There is a host of web-based features that have popped up in the past decade that seem to anticipate what our search preferences are, which friends we may want to add to our circle, or even what products we may be wanting to buy. These tech-driven innovations seem to know what’s on our minds and adjust in subtle (or sometimes not so subtle) ways. A team of Japanese researchers at Kyoto University, however, have taken the idea a few steps further, achieving remarkable results.
They developed a new technique they have termed “deep image reconstruction,” and it offers the ability to decode a more sophisticated set of images, unlike similar methods that rely on binary pixel deconstruction. This approach essentially involves “a deep generator network (DGN) [which] is optionally combined with the [deep neural network] DNN to produce natural-looking images, in which optimization is performed at the input space of the DGN.” Details from the study, titled “Deep image reconstruction from human brain activity”, were shared at the end of December and are awaiting peer review.
The research was conducted over a 10-month period and began with the team creating three categories of images for three participants to view for differing lengths of times:
• Artificial Geometric Shapes
• Natural Phenomena, which include people or animals
• Letters of the Alphabet
The data collected from analyzing their brain activity—carried out both during and after the images were viewed by the three participants—was decoded via a neural network. And just like that, interpretations of their thoughts could be generated (imagine a kind of neural vending machine).
Kyoto University Graduate School of Informatics Professor Yukiyasu Kamitani, who was part of the team, elaborates on how their work was built on previous research: “We have been studying methods to reconstruct or recreate an image a person is seeing just by looking at the person's brain activity. Our previous method was to assume that an image consists of pixels or simple shapes. But it's known that our brain processes visual information hierarchically extracting different levels of features or components of different complexities.”
Kamitani discusses the impact of their work: “Our brain processes visual information by hierarchically extracting different levels of features or components of different complexities.
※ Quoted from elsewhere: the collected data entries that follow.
//! Foreground run loop behind `msim run`: owns the simulator, the activity
//! logger thread and the signal flags, and polls a [`StatusReport`] once per
//! poll interval the way a dashboard component would.

#![allow(missing_docs)]

use std::thread;
use std::time::{Duration, Instant};

use serde::Serialize;

use crate::core::config::Config;
use crate::core::errors::Result;
use crate::daemon::signals::SignalHandler;
use crate::logger::activity::{
    ActivityEvent, ActivityLoggerConfig, ActivityLoggerHandle, spawn_logger,
};
use crate::simulator::Simulator;
use crate::simulator::status::StatusReport;

/// Granularity of shutdown checks while waiting for the next poll.
const WAIT_SLICE: Duration = Duration::from_millis(50);

// ──────────────────── arguments ────────────────────

#[derive(Debug, Clone)]
pub struct RunArgs {
    /// Stop after this long; `None` runs until a signal arrives.
    pub duration: Option<Duration>,
    pub schedule: StressSchedule,
    /// How often the status callback runs. Default: 1 s.
    pub poll_interval: Duration,
}

impl Default for RunArgs {
    fn default() -> Self {
        Self {
            duration: None,
            schedule: StressSchedule::default(),
            poll_interval: Duration::from_secs(1),
        }
    }
}

// ──────────────────── stress schedule ────────────────────

#[derive(Debug, Clone, Copy, PartialEq, Eq)]
pub enum ScheduleAction {
    Enter,
    Exit,
}

/// Optional timed stress window: enter after `after`, leave `hold` later.
///
/// Each edge fires once; manual toggles in between are not overridden until
/// the next edge.
#[derive(Debug, Clone, Default)]
pub struct StressSchedule {
    after: Option<Duration>,
    hold: Option<Duration>,
    entered: bool,
    exited: bool,
}

impl StressSchedule {
    #[must_use]
    pub fn new(after: Option<Duration>, hold: Option<Duration>) -> Self {
        Self {
            after,
            hold,
            entered: false,
            exited: false,
        }
    }

    /// The edge due at `elapsed`, if one has not fired yet.
    pub fn due(&mut self, elapsed: Duration) -> Option<ScheduleAction> {
        let after = self.after?;
        if !self.entered {
            if elapsed >= after {
                self.entered = true;
                return Some(ScheduleAction::Enter);
            }
            return None;
        }
        if !self.exited
            && let Some(hold) = self.hold
            && elapsed >= after + hold
        {
            self.exited = true;
            return Some(ScheduleAction::Exit);
        }
        None
    }
}

// ──────────────────── summary ────────────────────

/// What a finished run did.
#[derive(Debug, Clone, Copy, PartialEq, Eq, Serialize)]
pub struct RunSummary {
    pub elapsed_secs: u64,
    pub polls: u64,
    pub samples_generated: u64,
    pub stress_ticks: u64,
    pub payload_prunes: u64,
    /// Ended by a signal rather than `duration`.
    pub interrupted: bool,
}

// ──────────────────── runner ────────────────────

pub struct SimulatorRunner {
    simulator: Simulator,
    logger_handle: ActivityLoggerHandle,
    logger_join: Option<thread::JoinHandle<()>>,
    signals: SignalHandler,
}

impl SimulatorRunner {
    /// Spawn the activity logger and build a simulator that logs through it.
    ///
    /// `source` names where the config came from, for the `config_load` event.
    pub fn init(config: &Config, source: &str, signals: SignalHandler) -> Result<Self> {
        Self::init_with_logger(
            config,
            source,
            signals,
            ActivityLoggerConfig::from_config(config),
        )
    }

    pub fn init_with_logger(
        config: &Config,
        source: &str,
        signals: SignalHandler,
        logger_config: ActivityLoggerConfig,
    ) -> Result<Self> {
        config.validate()?;
        let (logger_handle, logger_join) = spawn_logger(logger_config)?;
        logger_handle.send(ActivityEvent::ConfigLoaded {
            config_hash: config.stable_hash().unwrap_or_default(),
            source: source.to_string(),
        });
        let simulator = Simulator::with_logger(config, logger_handle.clone())?;
        Ok(Self {
            simulator,
            logger_handle,
            logger_join: Some(logger_join),
            signals,
        })
    }

    #[must_use]
    pub fn simulator(&self) -> &Simulator {
        &self.simulator
    }

    #[must_use]
    pub fn signals(&self) -> &SignalHandler {
        &self.signals
    }

    /// Start the simulator and call `on_status` once per poll until
    /// `args.duration` passes or shutdown is requested. Stops everything
    /// before returning.
    pub fn run<F>(&mut self, args: &RunArgs, mut on_status: F) -> Result<RunSummary>
    where
        F: FnMut(&StatusReport),
    {
        let started = Instant::now();
        let mut schedule = args.schedule.clone();
        let mut polls = 0_u64;
        let mut interrupted = false;

        if let Err(err) = self.simulator.start() {
            self.logger_handle.send(ActivityEvent::from_error(&err));
            return Err(err);
        }

        let mut next_poll = started + args.poll_interval;
        loop {
            if self.signals.should_shutdown() {
                interrupted = true;
                break;
            }
            let elapsed = started.elapsed();
            if args.duration.is_some_and(|d| elapsed >= d) {
                break;
            }

            if self.signals.should_toggle_stress() {
                self.toggle_stress()?;
            }
            match schedule.due(elapsed) {
                Some(ScheduleAction::Enter) => {
                    self.enter_stress()?;
                }
                Some(ScheduleAction::Exit) => {
                    self.simulator.exit_stress_mode();
                }
                None => {}
            }

            let now = Instant::now();
            if now >= next_poll {
                on_status(&self.simulator.status());
                polls += 1;
                next_poll += args.poll_interval;
                if next_poll < now {
                    next_poll = now + args.poll_interval;
                }
            }

            let mut wait = next_poll.saturating_duration_since(Instant::now());
            if let Some(d) = args.duration {
                wait = wait.min(d.saturating_sub(started.elapsed()));
            }
            thread::sleep(wait.min(WAIT_SLICE));
        }

        self.simulator.exit_stress_mode();
        self.simulator.stop();
        let counters = self.simulator.counters();
        Ok(RunSummary {
            elapsed_secs: started.elapsed().as_secs(),
            polls,
            samples_generated: counters.samples_generated,
            stress_ticks: counters.stress_ticks,
            payload_prunes: counters.payload_prunes,
            interrupted,
        })
    }

    fn toggle_stress(&self) -> Result<()> {
        if self.simulator.is_stressed() {
            self.simulator.exit_stress_mode();
            Ok(())
        } else {
            self.enter_stress()
        }
    }

    fn enter_stress(&self) -> Result<()> {
        if let Err(err) = self.simulator.enter_stress_mode() {
            self.logger_handle.send(ActivityEvent::from_error(&err));
            return Err(err);
        }
        Ok(())
    }

    /// Stop the simulator and flush the activity log.
    pub fn shutdown(&mut self) {
        self.simulator.exit_stress_mode();
        self.simulator.stop();
        self.logger_handle.shutdown();
        if let Some(join) = self.logger_join.take()
            && join.join().is_err()
        {
            eprintln!("[MSIM-RUN] logger thread panicked");
        }
    }
}

impl Drop for SimulatorRunner {
    fn drop(&mut self) {
        self.shutdown();
    }
}

// ──────────────────── tests ────────────────────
These neural networks or AI models can be used as a proxy for the hierarchical structure of the human brain.”
Although Kamitani is quick to acknowledge that more work needs to be done in terms of development, once perfected the technology could potentially revolutionize the area of visualization technology and brain-machine interfaces, from product placements to using the methods towards improving the level of care offered to psychiatric patients through visualizations of their hallucinations.